Roast the sweet potatoes in the oven for about 20-25 minutes or until tender and lightly crisp, stirring halfway through.
While the sweet potatoes roast, dice the chicken breast into small bite-sized pieces. In a bowl, lightly season the chicken with salt and pepper.
Heat a non-stick skillet over medium-high heat and add the remaining olive oil. Once hot, add the chicken pieces and saut é until they are golden brown and crispy, approximately 5-7 minutes. Transfer the chicken to a plate.
In the same skillet, add the diced onion and red bell pepper. Sauté until softened, about 3-4 minutes.
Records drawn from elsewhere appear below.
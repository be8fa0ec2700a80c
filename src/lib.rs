//! Campus Share - campus resource-sharing web application
//!
//! Students and faculty share campus resources, post status updates about them,
//! comment and upvote. Auth, tables and image storage come from a managed backend;
//! this crate renders the pages and ranks the feed.

pub mod adapters;
pub mod application;
pub mod config;
pub mod domain;
pub mod ports;
//! CreateResourceHandler - Command handler for posting a new resource.
//!
//! An attached image is uploaded first (to `posts/<uuid><ext>`); if that fails the
//! resource is still created, just without the picture. The resource and its
//! optional first status update are then written in one atomic call.

use std::path::Path;
use std::sync::Arc;

use uuid::Uuid;

use crate::domain::foundation::UserId;
use crate::domain::resource::{Resource, StatusFields, StatusUpdate};
use crate::ports::{ImageStorage, ResourceRepository};

use super::ResourceError;

const DEFAULT_IMAGE_EXTENSION: &str = ".jpg";
const DEFAULT_IMAGE_CONTENT_TYPE: &str = "image/jpeg";

/// An image file submitted with the form.
#[derive(Debug, Clone)]
pub struct ImageUpload {
    pub file_name: String,
    pub content_type: Option<String>,
    pub bytes: Vec<u8>,
}

impl ImageUpload {
    /// Storage key: `posts/<uuid><ext>`, extension lower-cased, `.jpg` if absent.
    pub fn storage_key(&self) -> String {
        let ext = Path::new(&self.file_name)
            .extension()
            .and_then(|ext| ext.to_str())
            .filter(|ext| !ext.is_empty())
            .map(|ext| format!(".{}", ext.to_lowercase()))
            .unwrap_or_else(|| DEFAULT_IMAGE_EXTENSION.to_string());
        format!("posts/{}{}", Uuid::new_v4(), ext)
    }

    pub fn content_type(&self) -> &str {
        self.content_type
            .as_deref()
            .filter(|ct| !ct.is_empty())
            .unwrap_or(DEFAULT_IMAGE_CONTENT_TYPE)
    }
}

/// Command to create a resource.
#[derive(Debug, Clone)]
pub struct CreateResourceCommand {
    pub author: UserId,
    pub name: String,
    pub content: String,
    pub image_url: String,
    pub image: Option<ImageUpload>,
    /// Crowd, importance and queue; the status message is taken from `content`.
    pub status: StatusFields,
    /// The author's backend token, used for the upload.
    pub access_token: Option<String>,
}

/// Handler for creating resources.
pub struct CreateResourceHandler {
    resources: Arc<dyn ResourceRepository>,
    images: Arc<dyn ImageStorage>,
}

impl CreateResourceHandler {
    pub fn new(resources: Arc<dyn ResourceRepository>, images: Arc<dyn ImageStorage>) -> Self {
        Self { resources, images }
    }

    pub async fn handle(&self, cmd: CreateResourceCommand) -> Result<Resource, ResourceError> {
        if cmd.name.trim().is_empty() {
            return Err(ResourceError::EmptyTitle);
        }

        let mut image_url = cmd.image_url.clone();
        if let Some(image) = cmd.image.filter(|i| !i.file_name.is_empty()) {
            let key = image.storage_key();
            let content_type = image.content_type().to_string();
            match self
                .images
                .upload(&key, image.bytes, &content_type, cmd.access_token.as_deref())
                .await
            {
                Ok(url) => image_url = url,
                Err(e) => tracing::warn!(key = %key, error = %e, "Image upload failed; continuing without image"),
            }
        }

        let resource = Resource::new(&cmd.name, &cmd.content, &image_url, Some(cmd.author.clone()))
            .map_err(|_| ResourceError::EmptyTitle)?;

        let initial_status = cmd.status.has_attributes().then(|| {
            StatusUpdate::new(
                resource.id,
                StatusFields {
                    status_message: resource.content.clone(),
                    ..cmd.status
                },
                Some(cmd.author),
            )
        });

        let created = self
            .resources
            .create(&resource, initial_status.as_ref())
            .await
            .map_err(|e| {
                tracing::error!(error = %e, "Resource creation failed");
                ResourceError::CreateFailed(e)
            })?;

        tracing::info!(resource_id = %created.id, with_status = initial_status.is_some(), "Resource created");
        Ok(created)
    }
}
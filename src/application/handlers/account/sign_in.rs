//! SignInHandler - Command handler for password sign-in.

use std::sync::Arc;

use crate::domain::user::SessionUser;
use crate::ports::{AuthProvider, ProfileRepository};

use super::{AccountError, SignedIn};

/// Command to sign in with email and password.
#[derive(Debug, Clone)]
pub struct SignInCommand {
    pub email: String,
    pub password: String,
}

/// Handler for signing in.
///
/// An account without a profile row signs in as a plain student.
pub struct SignInHandler {
    auth: Arc<dyn AuthProvider>,
    profiles: Arc<dyn ProfileRepository>,
}

impl SignInHandler {
    pub fn new(auth: Arc<dyn AuthProvider>, profiles: Arc<dyn ProfileRepository>) -> Self {
        Self { auth, profiles }
    }

    pub async fn handle(&self, cmd: SignInCommand) -> Result<SignedIn, AccountError> {
        let outcome = self
            .auth
            .sign_in(&cmd.email, &cmd.password)
            .await
            .map_err(|e| AccountError::LoginFailed(e.to_string()))?;

        let profile = self
            .profiles
            .find_by_user(&outcome.user.id)
            .await
            .map_err(|e| AccountError::LoginFailed(e.message().to_string()))?;

        let user = match profile {
            Some(profile) => SessionUser::from_profile(cmd.email.clone(), &profile),
            None => {
                tracing::info!(user_id = %outcome.user.id, "Signed-in account has no profile");
                let mut user = SessionUser::without_profile(&outcome.user);
                user.email = cmd.email.clone();
                user
            }
        };

        tracing::info!(user_id = %user.user_id, role = %user.role, "User signed in");
        Ok(SignedIn {
            user,
            session: outcome.session,
        })
    }
}
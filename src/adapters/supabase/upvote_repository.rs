//! PostgREST implementation of `UpvoteRepository` (`likes`).

use std::collections::HashMap;

use async_trait::async_trait;

use crate::domain::foundation::{DomainError, ResourceId, UserId};
use crate::domain::resource::Upvote;
use crate::ports::UpvoteRepository;

use super::client::eq;
use super::rows::{IdsArg, UpvoteRow};
use super::SupabaseClient;

const TABLE: &str = "likes";
const COUNTS_FN: &str = "upvote_counts";

/// `UpvoteRepository` backed by Supabase tables.
#[derive(Debug, Clone)]
pub struct SupabaseUpvoteRepository {
    client: SupabaseClient,
}

impl SupabaseUpvoteRepository {
    pub fn new(client: SupabaseClient) -> Self {
        Self { client }
    }
}

#[async_trait]
impl UpvoteRepository for SupabaseUpvoteRepository {
    async fn find(
        &self,
        resource_id: &ResourceId,
        user_id: &UserId,
    ) -> Result<Option<Upvote>, DomainError> {
        let rows: Vec<UpvoteRow> = self
            .client
            .select(
                TABLE,
                &[
                    ("select", "*".into()),
                    ("resource_id", eq(resource_id)),
                    ("user_id", eq(user_id)),
                    ("limit", "1".into()),
                ],
            )
            .await?;
        rows.into_iter().next().map(Upvote::try_from).transpose()
    }

    async fn insert(&self, upvote: &Upvote) -> Result<(), DomainError> {
        let _: Vec<UpvoteRow> = self.client.insert(TABLE, &UpvoteRow::from(upvote)).await?;
        Ok(())
    }

    async fn remove(&self, resource_id: &ResourceId, user_id: &UserId) -> Result<(), DomainError> {
        self.client
            .delete(
                TABLE,
                &[("resource_id", eq(resource_id)), ("user_id", eq(user_id))],
            )
            .await
    }

    async fn count_for_resource(&self, resource_id: &ResourceId) -> Result<u64, DomainError> {
        let counts = self.count_by_resources(std::slice::from_ref(resource_id)).await?;
        Ok(counts.get(resource_id).copied().unwrap_or(0))
    }

    async fn count_by_resources(
        &self,
        ids: &[ResourceId],
    ) -> Result<HashMap<ResourceId, u64>, DomainError> {
        if ids.is_empty() {
            return Ok(HashMap::new());
        }
        self.client.rpc(COUNTS_FN, &IdsArg { ids }).await
    }
}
Return the crispy chicken to the skillet with the vegetables and stir together.
Make a small well in the center of the hash and crack the egg into it. Allow the egg to cook to your desired doneness (sunny side up or over easy) by covering the pan for 2-3 minutes.
Once the egg reaches your preferred state, gently mix the yolk with the hash if desired, then serve the savory hash alongside the roasted sweet potatoes.